Another variable is the electric service itself — many houses built in the 1990s and later have 200-amp service (or even 400), but older homes may need a costly upgrade to service electric vehicles. If you have updated electric wiring and an existing 220-volt line, the job is much easier, but you'll still need to bring the high-voltage line to your car, and that's when government agencies get involved.
The first step is obtaining a municipal permit to install your charger, and that means a visit from a local inspector. You'll need to budget some time for this, because it's an unfamiliar procedure in many towns and cities, and some people have waited weeks for the appropriate paperwork.
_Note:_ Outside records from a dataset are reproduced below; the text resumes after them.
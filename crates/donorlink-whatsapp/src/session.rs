//! Contract with the browser automation layer.
//!
//! The automation session drives a headless WhatsApp Web page. It is
//! constructed by a [`SessionFactory`], pushes lifecycle events through an
//! [`EventSink`], and is otherwise only ever touched by the lifecycle manager.

use std::path::PathBuf;
use std::sync::Arc;

use async_trait::async_trait;
use tokio::sync::mpsc;

use crate::error::SessionError;

/// Lifecycle events emitted by an automation session.
#[derive(Debug, Clone, PartialEq, Eq)]
pub enum SessionEvent {
    /// A new pairing challenge; the payload is the raw QR text.
    Qr(String),
    /// Chats are loaded and messages can be sent.
    Ready,
    /// Pairing succeeded (stored credentials or a scanned QR code).
    Authenticated,
    /// Progress while WhatsApp Web loads.
    LoadingScreen {
        /// Percent complete, as reported.
        percent: u8,
        /// Loading message.
        message: String,
    },
    /// Stored credentials were rejected.
    AuthFailure(String),
    /// The session dropped.
    Disconnected(String),
}

impl SessionEvent {
    /// Short event name, for logging.
    pub fn name(&self) -> &'static str {
        match self {
            SessionEvent::Qr(_) => "qr",
            SessionEvent::Ready => "ready",
            SessionEvent::Authenticated => "authenticated",
            SessionEvent::LoadingScreen { .. } => "loading_screen",
            SessionEvent::AuthFailure(_) => "auth_failure",
            SessionEvent::Disconnected(_) => "disconnected",
        }
    }
}

/// How the automation session should be launched.
#[derive(Debug, Clone, PartialEq, Eq)]
pub struct LaunchOptions {
    /// Persistent credential store. Only one live session may hold it.
    pub credential_dir: PathBuf,
    /// Run the browser headless.
    pub headless: bool,
    /// Extra browser arguments for the constrained sandbox profile.
    pub sandbox_args: Vec<String>,
}

/// Channel a session uses to report lifecycle events.
#[derive(Debug, Clone)]
pub struct EventSink {
    tx: mpsc::UnboundedSender<SessionEvent>,
}

impl EventSink {
    pub(crate) fn channel() -> (Self, mpsc::UnboundedReceiver<SessionEvent>) {
        let (tx, rx) = mpsc::unbounded_channel();
        (Self { tx }, rx)
    }

    /// Report an event. Returns false once the manager stopped listening.
    pub fn emit(&self, event: SessionEvent) -> bool {
        self.tx.send(event).is_ok()
    }

    /// Whether the manager stopped listening.
    pub fn is_closed(&self) -> bool {
        self.tx.is_closed()
    }
}

/// A live automation session.
#[async_trait]
pub trait AutomationSession: Send + Sync {
    /// Bring the session up. Pairing continues through events afterwards.
    async fn initialize(&self) -> Result<(), SessionError>;

    /// Send a text message to a chat id such as `919876543210@c.us`.
    async fn send_message(&self, chat_id: &str, body: &str) -> Result<(), SessionError>;

    /// Tear the session down and release the credential store.
    async fn destroy(&self) -> Result<(), SessionError>;
}

/// Constructs automation sessions.
pub trait SessionFactory: Send + Sync {
    /// Create a session wired to `events`. Must not start bring-up.
    fn create(
        &self,
        options: LaunchOptions,
        events: EventSink,
    ) -> Result<Arc<dyn AutomationSession>, SessionError>;
}
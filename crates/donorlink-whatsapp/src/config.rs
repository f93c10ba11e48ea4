//! WhatsApp service configuration.

use std::path::PathBuf;
use std::time::Duration;

use donorlink_core::config::DEFAULT_CREDENTIAL_DIR;

use crate::address::AddressPolicy;
use crate::error::{Result, WhatsAppError};
use crate::session::LaunchOptions;

/// Browser flags for running inside containers without a setuid sandbox.
pub const DEFAULT_SANDBOX_ARGS: &[&str] = &[
    "--no-sandbox",
    "--disable-setuid-sandbox",
    "--disable-dev-shm-usage",
    "--disable-gpu",
    "--no-zygote",
    "--single-process",
];

/// Configuration for the WhatsApp service.
#[derive(Debug, Clone)]
pub struct WhatsAppConfig {
    /// Persistent credential store.
    pub credential_dir: PathBuf,
    /// Run the browser headless.
    pub headless: bool,
    /// Browser sandbox arguments.
    pub sandbox_args: Vec<String>,
    /// How long `initialize(true)` waits for the ready state.
    pub ready_timeout: Duration,
    /// How often the ready wait re-checks the phase.
    pub ready_poll_interval: Duration,
    /// Delay after each successful bulk send.
    pub bulk_pacing: Duration,
    /// Country-code policy for destination numbers.
    pub address_policy: AddressPolicy,
}

impl Default for WhatsAppConfig {
    fn default() -> Self {
        Self {
            credential_dir: PathBuf::from(DEFAULT_CREDENTIAL_DIR),
            headless: true,
            sandbox_args: DEFAULT_SANDBOX_ARGS.iter().map(|a| a.to_string()).collect(),
            ready_timeout: Duration::from_secs(60),
            ready_poll_interval: Duration::from_secs(1),
            bulk_pacing: Duration::from_secs(2),
            address_policy: AddressPolicy::default(),
        }
    }
}

impl WhatsAppConfig {
    /// Creates a new config with default values.
    pub fn new() -> Self {
        Self::default()
    }

    /// Reads the credential store and country-code policy from the environment.
    ///
    /// # Errors
    /// Returns an error if a country code variable is malformed.
    pub fn from_env() -> Result<Self> {
        let policy = AddressPolicy::new(
            donorlink_core::default_country_code()?,
            donorlink_core::country_prefixes()?,
        );
        Ok(Self::default()
            .with_credential_dir(donorlink_core::credential_dir())
            .with_address_policy(policy))
    }

    /// Sets the credential store directory.
    pub fn with_credential_dir(mut self, dir: impl Into<PathBuf>) -> Self {
        self.credential_dir = dir.into();
        self
    }

    /// Sets headless mode.
    pub fn with_headless(mut self, headless: bool) -> Self {
        self.headless = headless;
        self
    }

    /// Replaces the sandbox arguments.
    pub fn with_sandbox_args(mut self, args: Vec<String>) -> Self {
        self.sandbox_args = args;
        self
    }

    /// Sets the ready timeout.
    pub fn with_ready_timeout(mut self, timeout: Duration) -> Self {
        self.ready_timeout = timeout;
        self
    }

    /// Sets the ready poll interval.
    pub fn with_ready_poll_interval(mut self, interval: Duration) -> Self {
        self.ready_poll_interval = interval;
        self
    }

    /// Sets the bulk pacing delay.
    pub fn with_bulk_pacing(mut self, pacing: Duration) -> Self {
        self.bulk_pacing = pacing;
        self
    }

    /// Sets the address policy.
    pub fn with_address_policy(mut self, policy: AddressPolicy) -> Self {
        self.address_policy = policy;
        self
    }

    /// Checks that durations and codes are usable.
    pub fn validate(&self) -> Result<()> {
        if self.ready_poll_interval.is_zero() {
            return Err(WhatsAppError::InvalidConfig(
                "ready poll interval must be non-zero".to_string(),
            ));
        }
        if self.ready_timeout < self.ready_poll_interval {
            return Err(WhatsAppError::InvalidConfig(format!(
                "ready timeout {:?} is shorter than poll interval {:?}",
                self.ready_timeout, self.ready_poll_interval
            )));
        }
        if self.credential_dir.as_os_str().is_empty() {
            return Err(WhatsAppError::InvalidConfig(
                "credential directory is empty".to_string(),
            ));
        }
        self.address_policy.validate()
    }

    /// Launch options handed to the session factory.
    pub fn launch_options(&self) -> LaunchOptions {
        LaunchOptions {
            credential_dir: self.credential_dir.clone(),
            headless: self.headless,
            sandbox_args: self.sandbox_args.clone(),
        }
    }
}
//! Error types for the core crate.

use thiserror::Error;

/// Errors raised while reading DonorLink configuration.
#[derive(Debug, Error)]
pub enum CoreError {
    /// A country calling code was empty or contained non-digits.
    #[error("invalid country code '{0}': expected 1-3 digits")]
    InvalidCountryCode(String),
}

/// Result type for core operations.
pub type Result<T> = std::result::Result<T, CoreError>;
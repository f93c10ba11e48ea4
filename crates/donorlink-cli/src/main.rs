//! DonorLink command-line tool.
//!
//! ```bash
//! cargo run -p donorlink-cli -- diagnose
//! cargo run -p donorlink-cli -- normalize "+91 98765-43210"
//! ```

mod cli;

use clap::Parser;
use donorlink_core::DiagnosticsReport;
use donorlink_whatsapp::{QrEncoder, SvgQrEncoder, WhatsAppConfig};
use tracing_subscriber::EnvFilter;

use cli::{Cli, Commands};

fn main() -> Result<(), Box<dyn std::error::Error>> {
    let cli = Cli::parse();

    let loaded = donorlink_core::load_env_files();

    let filter = match cli.verbose {
        0 => "donorlink=warn,donorlink_core=warn,donorlink_whatsapp=warn",
        1 => "donorlink=info,donorlink_core=info,donorlink_whatsapp=info",
        2 => "donorlink=debug,donorlink_core=debug,donorlink_whatsapp=debug",
        _ => "trace",
    };
    tracing_subscriber::fmt()
        .with_env_filter(EnvFilter::try_new(filter).unwrap_or_else(|_| EnvFilter::new("warn")))
        .with_writer(std::io::stderr)
        .init();

    for path in &loaded {
        tracing::info!(path = %path.display(), "Loaded env file");
    }

    match cli.command {
        Commands::Diagnose { json } => {
            let report = donorlink_core::collect_diagnostics();
            if json {
                println!("{}", serde_json::to_string_pretty(&report)?);
            } else {
                print_report(&report);
            }
        }
        Commands::Normalize { numbers } => {
            let config = WhatsAppConfig::from_env()?;
            config.validate()?;
            let policy = &config.address_policy;
            for raw in &numbers {
                match policy.chat_id_for(raw) {
                    Some(chat) => println!("{raw} -> {chat}"),
                    None => println!("{raw} -> invalid ({})", policy.normalize(raw)),
                }
            }
        }
        Commands::Qr { payload } => {
            let text = SvgQrEncoder::default().render_text(&payload)?;
            println!("{text}");
        }
    }

    Ok(())
}

fn print_report(report: &DiagnosticsReport) {
    let dir = &report.credential_dir;
    println!("DonorLink {} diagnostics ({})", report.version, report.time);
    println!();
    println!("Credential store");
    println!("   Configured: {}", dir.configured.display());
    println!("   Resolved:   {}", dir.resolved.display());
    println!("   Exists:     {}", yes_no(dir.exists));
    if let Some(is_directory) = dir.is_directory {
        println!("   Directory:  {}", yes_no(is_directory));
    }
    if let Some(writable) = dir.writable {
        println!("   Writable:   {}", yes_no(writable));
    }
    if let Some(e) = dir.write_error.as_deref().or(dir.fs_error.as_deref()) {
        println!("   Error:      {e}");
    }

    println!();
    println!("Environment");
    for (key, value) in &report.env {
        println!("   {key}={}", value.as_deref().unwrap_or("(unset)"));
    }
}

fn yes_no(value: bool) -> &'static str {
    if value {
        "yes"
    } else {
        "no"
    }
}
//! Read-only status snapshots for the admin page.

use chrono::{DateTime, Utc};
use serde::Serialize;

use crate::qr::QrFormat;
use crate::state::{Phase, SessionCounters, SessionState};

/// Point-in-time view of the WhatsApp session.
#[derive(Debug, Clone, PartialEq, Eq, Serialize)]
pub struct StatusSnapshot {
    pub phase: Phase,
    pub initialized: bool,
    pub authenticated: bool,
    pub ready: bool,
    pub has_client: bool,
    /// Latest pairing challenge, if one is waiting to be scanned.
    pub qr_code: Option<String>,
    pub qr_format: Option<QrFormat>,
    pub is_initializing: bool,
    /// Last bring-up or authentication error.
    pub error: Option<String>,
    /// When the latest QR challenge arrived, kept after pairing.
    pub last_qr_update: Option<DateTime<Utc>>,
    pub loading_percent: u8,
    pub loading_message: String,
    pub counters: SessionCounters,
}

impl From<&SessionState> for StatusSnapshot {
    fn from(state: &SessionState) -> Self {
        let qr = state.qr_challenge();
        Self {
            phase: state.phase(),
            initialized: state.is_initialized(),
            authenticated: state.is_authenticated(),
            ready: state.is_ready(),
            has_client: state.has_handle(),
            qr_code: qr.map(|q| q.payload.clone()),
            qr_format: qr.map(|q| q.format),
            is_initializing: state.is_initializing(),
            error: state.initialization_error().map(str::to_string),
            last_qr_update: state.last_qr_update(),
            loading_percent: state.loading().percent,
            loading_message: state.loading().message.clone(),
            counters: state.counters(),
        }
    }
}

impl StatusSnapshot {
    /// One-line summary for logs and the command line.
    pub fn summary(&self) -> String {
        match self.phase {
            Phase::Ready => "ready".to_string(),
            Phase::Authenticated => format!("synchronizing ({}%)", self.loading_percent),
            Phase::Initializing if self.qr_code.is_some() => "waiting for QR scan".to_string(),
            Phase::Initializing => "starting".to_string(),
            Phase::Failed => format!(
                "failed: {}",
                self.error.as_deref().unwrap_or("unknown error")
            ),
            Phase::Disconnected => "disconnected".to_string(),
            Phase::Uninitialized => "not started".to_string(),
        }
    }
}

#[cfg(test)]
mod tests {
    use super::*;
    use std::sync::Arc;

    use crate::qr::SvgQrEncoder;
    use crate::session::SessionEvent;
    use crate::testing::NullSession;

    #[test]
    fn test_snapshot_of_new_state() {
        let snapshot = StatusSnapshot::from(&SessionState::new());

        assert_eq!(snapshot.phase, Phase::Uninitialized);
        assert!(!snapshot.initialized);
        assert!(!snapshot.ready);
        assert!(!snapshot.has_client);
        assert!(snapshot.qr_code.is_none());
        assert!(snapshot.qr_format.is_none());
        assert!(snapshot.last_qr_update.is_none());
        assert_eq!(snapshot.summary(), "not started");
    }

    #[test]
    fn test_snapshot_while_waiting_for_scan() {
        let mut state = SessionState::new();
        let (generation, _tx) = state.begin_attempt();
        assert!(state.attach_handle(generation, Arc::new(NullSession)));
        state.apply(SessionEvent::Qr("2@abc".into()), &SvgQrEncoder::default());

        let snapshot = StatusSnapshot::from(&state);
        assert!(snapshot.is_initializing);
        assert!(snapshot.has_client);
        assert_eq!(snapshot.qr_format, Some(QrFormat::DataUri));
        assert!(snapshot.qr_code.unwrap().starts_with("data:image/svg+xml"));
        assert!(snapshot.last_qr_update.is_some());
        assert_eq!(snapshot.counters.qr_issued, 1);
    }

    #[test]
    fn test_snapshot_after_pairing_keeps_qr_time() {
        let mut state = SessionState::new();
        let (generation, _tx) = state.begin_attempt();
        assert!(state.attach_handle(generation, Arc::new(NullSession)));
        let encoder = SvgQrEncoder::default();
        state.apply(SessionEvent::Qr("2@abc".into()), &encoder);
        state.apply(SessionEvent::Ready, &encoder);

        let snapshot = StatusSnapshot::from(&state);
        assert!(snapshot.ready);
        assert!(snapshot.qr_code.is_none());
        assert!(snapshot.qr_format.is_none());
        assert!(snapshot.last_qr_update.is_some());
    }

    #[test]
    fn test_snapshot_serializes_snake_case() {
        let mut state = SessionState::new();
        let (generation, _tx) = state.begin_attempt();
        let _ = state.fail_attempt(generation, "chromium not found".into());

        let snapshot = StatusSnapshot::from(&state);
        assert_eq!(snapshot.summary(), "failed: chromium not found");

        let json = serde_json::to_value(&snapshot).unwrap();
        assert_eq!(json["phase"], "failed");
        assert_eq!(json["has_client"], false);
        assert_eq!(json["error"], "chromium not found");
        assert_eq!(json["counters"]["bring_ups"], 1);
    }
}
//! Pairing challenge rendering.

use base64::engine::general_purpose::STANDARD;
use base64::Engine;
use chrono::{DateTime, Utc};
use qrcode::render::{svg, unicode};
use qrcode::QrCode;
use serde::Serialize;
use tracing::{info, warn};

use crate::error::QrError;

/// Renders pairing payloads for display.
pub trait QrEncoder: Send + Sync {
    /// Encode as an image data URI for the admin page.
    fn encode_image(&self, payload: &str) -> Result<String, QrError>;

    /// Render as text, used when image encoding fails.
    fn render_text(&self, payload: &str) -> Result<String, QrError>;
}

/// Default encoder: SVG data URIs and unicode block text.
#[derive(Debug, Clone)]
pub struct SvgQrEncoder {
    /// Minimum rendered width/height in pixels.
    pub size: u32,
    /// Draw the quiet zone border.
    pub quiet_zone: bool,
}

impl Default for SvgQrEncoder {
    fn default() -> Self {
        Self {
            size: 300,
            quiet_zone: true,
        }
    }
}

impl SvgQrEncoder {
    fn code(payload: &str) -> Result<QrCode, QrError> {
        QrCode::new(payload.as_bytes()).map_err(|e| QrError::Encode(e.to_string()))
    }
}

impl QrEncoder for SvgQrEncoder {
    fn encode_image(&self, payload: &str) -> Result<String, QrError> {
        let image = Self::code(payload)?
            .render::<svg::Color>()
            .min_dimensions(self.size, self.size)
            .quiet_zone(self.quiet_zone)
            .build();
        Ok(format!("data:image/svg+xml;base64,{}", STANDARD.encode(image)))
    }

    fn render_text(&self, payload: &str) -> Result<String, QrError> {
        // inverted so it scans on dark terminals
        Ok(Self::code(payload)?
            .render::<unicode::Dense1x2>()
            .dark_color(unicode::Dense1x2::Light)
            .light_color(unicode::Dense1x2::Dark)
            .quiet_zone(self.quiet_zone)
            .build())
    }
}

/// How a challenge payload is encoded.
#[derive(Debug, Clone, Copy, PartialEq, Eq, Serialize)]
#[serde(rename_all = "snake_case")]
pub enum QrFormat {
    /// `data:image/...;base64,` URI.
    DataUri,
    /// Multi-line text rendering.
    Text,
}

/// The latest pairing challenge.
#[derive(Debug, Clone, PartialEq, Eq)]
pub struct QrChallenge {
    /// Encoded payload.
    pub payload: String,
    /// Payload encoding.
    pub format: QrFormat,
    /// When the challenge was received.
    pub issued_at: DateTime<Utc>,
}

impl QrChallenge {
    /// Render a raw challenge, falling back to text if image encoding fails.
    ///
    /// Returns `None` only if both renderings fail.
    pub fn render(code: &str, encoder: &dyn QrEncoder) -> Option<Self> {
        let issued_at = Utc::now();
        match encoder.encode_image(code) {
            Ok(payload) => {
                info!(issued_at = %issued_at, "QR code ready for display");
                Some(Self {
                    payload,
                    format: QrFormat::DataUri,
                    issued_at,
                })
            }
            Err(e) => {
                warn!(error = %e, "Failed to generate QR code image, falling back to text");
                match encoder.render_text(code) {
                    Ok(payload) => {
                        info!("\n{}", payload);
                        Some(Self {
                            payload,
                            format: QrFormat::Text,
                            issued_at,
                        })
                    }
                    Err(e) => {
                        warn!(error = %e, "Failed to render QR code as text");
                        None
                    }
                }
            }
        }
    }
}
For Lowenthal of Coulomb, who drives a Mini E from BMW, the process, including permits, site visits and inspections, took a month. The actual installation must be handled by a licensed electrician, and (as anyone who has worked with contractors is well aware) more delays could hinder that part of the process. Nissan, among others, is working with municipal offices in cities where it will be introducing the Leaf to speed the process.
Experts say that 80 percent of electric vehicle charging will be done at home, so it's not likely that you'll want to skip this step. The good news is that homeowners are eligible for a federal tax credit covering 50 percent of the installation up to $2,000 (but only through Dec. 31 unless the credit is renewed). And, even better, if you are lucky enough to live in the coverage area of two separate federally supported programs, The EV Project (in conjunction with the ECOtality charging company) and ChargePoint America (a partnership with Coulomb), the charger and its installation could even be free.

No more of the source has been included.